Several strains, one disease: experimental investigation of Vibrio aestuarianus infection parameters in the Pacific oyster, Crassostrea gigas
|Author(s)||Travers Marie-Agnes1, Tourbiez Delphine1, Parizadeh Leila1, Haffner Philippe1, 2, Kozic-Djellouli Angelique1, Aboubaker Mohamed3, Koken Marcel4, Degremont Lionel1, Lupo Coralie1|
|Affiliation(s)||1 : IFREMER, LGPMM SG2M, Lab Genet & Pathol Mollusques Marins, Ave Mus de Loup, F-17390 La Tremblade, France.
2 : Univ Montpellier, IHPE, CNRS, UMR 5244,IFREMER, Univ Perpignan Via Domitia, F-34095 Montpellier, France.

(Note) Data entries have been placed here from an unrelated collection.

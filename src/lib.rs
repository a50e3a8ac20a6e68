pub mod common;
pub mod configuration;
pub mod forward;
pub mod probe;
pub mod socks;
pub mod tunnel;
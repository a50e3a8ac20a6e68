//! Username-only SOCKS5 client.
//!
//! The system this client replaces installed the username through a
//! process-wide authenticator callback right before a generic SOCKS connect,
//! so two concurrent connects with different usernames could see each
//! other's credential. Here the username travels with the call and no state
//! is shared between sessions.

use bytes::{BufMut, BytesMut};
use log::{debug, trace};
use tokio::io::{AsyncRead, AsyncReadExt, AsyncWrite, AsyncWriteExt};

use crate::socks::{
    DestinationAddress, ProtocolField, TunnelError, AUTH_SUCCESS, MAX_SHORT_FIELD_LENGTH,
    METHOD_NO_AUTHENTICATION, METHOD_USERNAME_PASSWORD, SOCKS5_VERSION, USERNAME_AUTH_VERSION,
};

use super::connect::request_connect;
use super::target::TunnelRequest;

const GREETING: [u8; 4] = [
    SOCKS5_VERSION,
    0x02,
    METHOD_NO_AUTHENTICATION,
    METHOD_USERNAME_PASSWORD,
];

/// RFC 1929 request with an empty password.
fn encode_login_request(username: &str) -> Result<BytesMut, TunnelError> {
    if username.len() > MAX_SHORT_FIELD_LENGTH {
        return Err(TunnelError::UsernameTooLong(username.len()));
    }

    let mut buf = BytesMut::with_capacity(3 + username.len());
    buf.put_u8(USERNAME_AUTH_VERSION);
    buf.put_u8(username.len() as u8);
    buf.put_slice(username.as_bytes());
    buf.put_u8(0x00);

    Ok(buf)
}

pub async fn negotiate<S>(
    mut stream: S,
    username: &str,
    request: &TunnelRequest,
) -> Result<S, TunnelError>
where
    S: AsyncRead + AsyncWrite + Unpin,
{
    let login_request = encode_login_request(username)?;
    let destination = DestinationAddress::from_host(&request.destination_host)?;

    stream.write_all(&GREETING).await?;
    stream.flush().await?;

    let mut response = [0u8; 2];
    stream.read_exact(&mut response).await?;

    if response[0] != SOCKS5_VERSION {
        return Err(TunnelError::violation(
            ProtocolField::Version,
            SOCKS5_VERSION,
            response[0],
        ));
    }

    match response[1] {
        METHOD_NO_AUTHENTICATION => trace!("Proxy does not require authentication"),
        METHOD_USERNAME_PASSWORD => {
            login(&mut stream, &login_request).await?;
            debug!("Logged in to proxy as '{}'", username);
        }
        other => {
            return Err(TunnelError::violation(
                ProtocolField::Method,
                METHOD_USERNAME_PASSWORD,
                other,
            ))
        }
    }

    request_connect(&mut stream, &destination, request.destination_port).await?;
    debug!("Tunnel established to {}", request);

    Ok(stream)
}

async fn login<S>(stream: &mut S, login_request: &[u8]) -> Result<(), TunnelError>
where
    S: AsyncRead + AsyncWrite + Unpin,
{
    stream.write_all(login_request).await?;
    stream.flush().await?;

    let mut response = [0u8; 2];
    stream.read_exact(&mut response).await?;

    if response[0] != USERNAME_AUTH_VERSION {
        return Err(TunnelError::violation(
            ProtocolField::AuthVersion,
            USERNAME_AUTH_VERSION,
            response[0],
        ));
    }

    if response[1] != AUTH_SUCCESS {
        return Err(TunnelError::AuthenticationFailure {
            status: response[1],
        });
    }

    Ok(())
}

3 : BP 1119, Djibouti, Djibouti.
4 : LABOCEA CNRS, 120 Ave Alexis de Rochon, F-29280 Plouzane, France.
|Source||Veterinary Research (0928-4249) (Biomed Central Ltd), 2017-05 , Vol. 48 , N. 32 , P. 1-8|
|WOS© Times Cited||2|
This study investigated oyster infection dynamics by different strains of Vibrio aestuarianus isolated before and after the apparent re-emergence of this pathogen observed in France in 2011. We conducted experiments to compare minimal infective dose, lethal dose 50 and bacterial shedding for six V. aestuarianus strains. Whatever the strain used, mortality was induced in juvenile oysters by intramuscular injection and reached 90–100% of mortality within 5 days. Moreover, bacterial shedding was comparable among strains and reached its maximum after 20 h (≈10 EXP5 bacteria/mL/animal). Similarly, our first estimations of lethal dose 50 were comparable among strains (minimal infective dose around 0.4 × 10EXP5 bacteria/mL and LD50 around 10EXP5 bacteria/mL) by using seawater containing freshly shed bacteria. These results indicate that, at least with these criteria, despite V. aestuarianus strains genetic diversity, the disease process is similar. The strains isolated after the apparent re-emergence of the bacteria in 2011, do not present a more acute virulence phenotype than the reference strains isolated between 2002 and 2007. Finally, our study provides original and noteworthy data indicating that infected oysters shed bacteria at a level above the threshold of LD50 a few days before they die, meaning that infection is expected to spread in a susceptible population.